[Start of section]

//! Visual lines and paragraphs produced by the layout engine.

use crate::geom::{Point, Rect};
use crate::shaper::{Glyph, GlyphFlags};

/// A visual line: one wrapped segment of a paragraph with a single baseline.
///
/// Glyphs are stored in logical order; after [`recompute`](Line::recompute)
/// their `x` fields encode the visual order, with right-to-left runs laid out
/// from their right edge.
#[derive(Debug, Clone, Default)]
pub struct Line {
    /// Left edge of the line's glyphs.
    pub x_off: f32,
    /// Baseline y position in document space.
    pub y_off: f32,
    /// Sum of glyph advances.
    pub width: f32,
    pub ascent: f32,
    pub descent: f32,
    pub glyphs: Vec<Glyph>,
    /// Number of runes represented by this line.
    pub runes: usize,
    /// Rune offset of the first rune of the line in the document.
    pub rune_off: usize,
}

impl Line {
    /// Append a glyph, accumulating line metrics.
    pub fn append(&mut self, glyph: Glyph) {
        self.width += glyph.advance;
        // Glyph ascent and descent are uniform within a shaping run, so the
        // line simply adopts them.
        self.ascent = glyph.ascent;
        self.descent = glyph.descent;
        self.runes += glyph.runes;
        self.glyphs.push(glyph);
    }

    /// Assign X positions by partitioning glyphs into maximal direction runs
    /// in logical order: each run occupies the next `run_width` of the line,
    /// left-to-right runs fill it ascending, right-to-left runs descending
    /// from the run's right edge. Marks the final glyph with `LINE_BREAK` and
    /// records the line's document rune offset.
    pub fn recompute(&mut self, align_off: f32, rune_off: usize) {
        self.rune_off = rune_off;
        self.x_off = align_off;
        if self.glyphs.is_empty() {
            return;
        }

        let mut x_off = 0.0f32;
        let mut run_start = 0usize;

        for i in 0..=self.glyphs.len() {
            let end_of_run = if i == self.glyphs.len() {
                true
            } else {
                let current = self.glyphs[i].flags & GlyphFlags::TOWARD_ORIGIN;
                let start = self.glyphs[run_start].flags & GlyphFlags::TOWARD_ORIGIN;
                current != start
            };
            if !end_of_run {
                continue;
            }

            let run_width: f32 = self.glyphs[run_start..i].iter().map(|g| g.advance).sum();
            let is_rtl = self.glyphs[run_start]
                .flags
                .contains(GlyphFlags::TOWARD_ORIGIN);

            if is_rtl {
                // The run occupies [x_off, x_off + run_width); walk the
                // cursor down from the right edge.
                let mut cursor = align_off + x_off + run_width;
                for glyph in &mut self.glyphs[run_start..i] {
                    cursor -= glyph.advance;
                    glyph.x = cursor;
                }
            } else {
                let mut cursor = align_off + x_off;
                for glyph in &mut self.glyphs[run_start..i] {
                    glyph.x = cursor;
                    cursor += glyph.advance;
                }
            }

            x_off += run_width;
            run_start = i;
        }

        if let Some(last) = self.glyphs.last_mut() {
            last.flags |= GlyphFlags::LINE_BREAK;
        }
    }

    /// Move the line (and its glyphs) to baseline `y_off`.
    pub fn adjust_y(&mut self, y_off: f32) {
        self.y_off = y_off;
        for glyph in &mut self.glyphs {
            glyph.y = y_off;
        }
    }

    /// Bounding box of the line's glyph band.
    pub fn bounds(&self) -> Rect {
        Rect::new(
            Point::new(self.x_off, self.y_off - self.ascent),
            Point::new(self.x_off + self.width, self.y_off + self.descent),
        )
    }
}

/// One hard-break-delimited unit of the document.
#[derive(Debug, Clone, Copy, Default, PartialEq)]
pub struct Paragraph {
    pub start_x: f32,
    pub start_y: f32,
    pub end_x: f32,
    pub end_y: f32,
    pub ascent: f32,
    pub descent: f32,
    /// Number of runes represented by this paragraph.
    pub runes: usize,
    /// Rune offset of the first rune of the paragraph in the document.
    pub rune_off: usize,
}

impl Paragraph {
    /// Fold a visual line into the paragraph. Returns `true` when the line
    /// ends the paragraph (its last glyph carries a paragraph break).
    pub fn add(&mut self, line: &Line) -> bool {
        let Some(last) = line.glyphs.last() else {
            // An empty trailing line closes the paragraph it constitutes.
            if self.runes == 0 {
                self.start_x = line.x_off;
                self.start_y = line.y_off;
                self.end_x = line.x_off;
                self.end_y = line.y_off;
                self.ascent = line.ascent;
                self.descent = line.descent;
                self.rune_off = line.rune_off;
            }
            return true;
        };

        if self.runes == 0 {
            let first = &line.glyphs[0];
            self.start_x = first.x;
            self.start_y = first.y;
            self.rune_off = line.rune_off;
        }
        self.end_x = last.x + last.advance;
        self.end_y = last.y;
        self.ascent = line.ascent;
        self.descent = line.descent;
        self.runes += line.runes;
        last.flags.contains(GlyphFlags::PARAGRAPH_BREAK)
    }
}

/// A rectangle covering part of a visual line, produced by the selection
/// locator.
#[derive(Debug, Clone, Copy, PartialEq)]
pub struct Region {
    pub bounds: Rect,
}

[End of section]

Reproduce every record above exactly as it appears.

//! Visual lines and paragraphs produced by the layout engine.

use crate::geom::{Point, Rect};
use crate::shaper::{Glyph, GlyphFlags};

/// A visual line: one wrapped segment of a paragraph with a single baseline.
///
/// Glyphs are stored in logical order; after [`recompute`](Line::recompute)
/// their `x` fields encode the visual order, with right-to-left runs laid out
/// from their right edge.
#[derive(Debug, Clone, Default)]
pub struct Line {
    /// Left edge of the line's glyphs.
    pub x_off: f32,
    /// Baseline y position in document space.
    pub y_off: f32,
    /// Sum of glyph advances.
    pub width: f32,
    pub ascent: f32,
    pub descent: f32,
    pub glyphs: Vec<Glyph>,
    /// Number of runes represented by this line.
    pub runes: usize,
    /// Rune offset of the first rune of the line in the document.
    pub rune_off: usize,
}

impl Line {
    /// Append a glyph, accumulating line metrics.
    pub fn append(&mut self, glyph: Glyph) {
        self.width += glyph.advance;
        // Glyph ascent and descent are uniform within a shaping run, so the
        // line simply adopts them.
        self.ascent = glyph.ascent;
        self.descent = glyph.descent;
        self.runes += glyph.runes;
        self.glyphs.push(glyph);
    }

    /// Assign X positions by partitioning glyphs into maximal direction runs
    /// in logical order: each run occupies the next `run_width` of the line,
    /// left-to-right runs fill it ascending, right-to-left runs descending
    /// from the run's right edge. Marks the final glyph with `LINE_BREAK` and
    /// records the line's document rune offset.
    pub fn recompute(&mut self, align_off: f32, rune_off: usize) {
        self.rune_off = rune_off;
        self.x_off = align_off;
        if self.glyphs.is_empty() {
            return;
        }

        let mut x_off = 0.0f32;
        let mut run_start = 0usize;

        for i in 0..=self.glyphs.len() {
            let end_of_run = if i == self.glyphs.len() {
                true
            } else {
                let current = self.glyphs[i].flags & GlyphFlags::TOWARD_ORIGIN;
                let start = self.glyphs[run_start].flags & GlyphFlags::TOWARD_ORIGIN;
                current != start
            };
            if !end_of_run {
                continue;
            }

            let run_width: f32 = self.glyphs[run_start..i].iter().map(|g| g.advance).sum();
            let is_rtl = self.glyphs[run_start]
                .flags
                .contains(GlyphFlags::TOWARD_ORIGIN);

            if is_rtl {
                // The run occupies [x_off, x_off + run_width); walk the
                // cursor down from the right edge.
                let mut cursor = align_off + x_off + run_width;
                for glyph in &mut self.glyphs[run_start..i] {
                    cursor -= glyph.advance;
                    glyph.x = cursor;
                }
            } else {
                let mut cursor = align_off + x_off;
                for glyph in &mut self.glyphs[run_start..i] {
                    glyph.x = cursor;
                    cursor += glyph.advance;
                }
            }

            x_off += run_width;
            run_start = i;
        }

        if let Some(last) = self.glyphs.last_mut() {
            last.flags |= GlyphFlags::LINE_BREAK;
        }
    }

    /// Move the line (and its glyphs) to baseline `y_off`.
    pub fn adjust_y(&mut self, y_off: f32) {
        self.y_off = y_off;
        for glyph in &mut self.glyphs {
            glyph.y = y_off;
        }
    }

    /// Bounding box of the line's glyph band.
    pub fn bounds(&self) -> Rect {
        Rect::new(
            Point::new(self.x_off, self.y_off - self.ascent),
            Point::new(self.x_off + self.width, self.y_off + self.descent),
        )
    }
}

/// One hard-break-delimited unit of the document.
#[derive(Debug, Clone, Copy, Default, PartialEq)]
pub struct Paragraph {
    pub start_x: f32,
    pub start_y: f32,
    pub end_x: f32,
    pub end_y: f32,
    pub ascent: f32,
    pub descent: f32,
    /// Number of runes represented by this paragraph.
    pub runes: usize,
    /// Rune offset of the first rune of the paragraph in the document.
    pub rune_off: usize,
}

impl Paragraph {
    /// Fold a visual line into the paragraph. Returns `true` when the line
    /// ends the paragraph (its last glyph carries a paragraph break).
    pub fn add(&mut self, line: &Line) -> bool {
        let Some(last) = line.glyphs.last() else {
            // An empty trailing line closes the paragraph it constitutes.
            if self.runes == 0 {
                self.start_x = line.x_off;
                self.start_y = line.y_off;
                self.end_x = line.x_off;
                self.end_y = line.y_off;
                self.ascent = line.ascent;
                self.descent = line.descent;
                self.rune_off = line.rune_off;
            }
            return true;
        };

        if self.runes == 0 {
            let first = &line.glyphs[0];
            self.start_x = first.x;
            self.start_y = first.y;
            self.rune_off = line.rune_off;
        }
        self.end_x = last.x + last.advance;
        self.end_y = last.y;
        self.ascent = line.ascent;
        self.descent = line.descent;
        self.runes += line.runes;
        last.flags.contains(GlyphFlags::PARAGRAPH_BREAK)
    }
}

/// A rectangle covering part of a visual line, produced by the selection
/// locator.
#[derive(Debug, Clone, Copy, PartialEq)]
pub struct Region {
    pub bounds: Rect,
}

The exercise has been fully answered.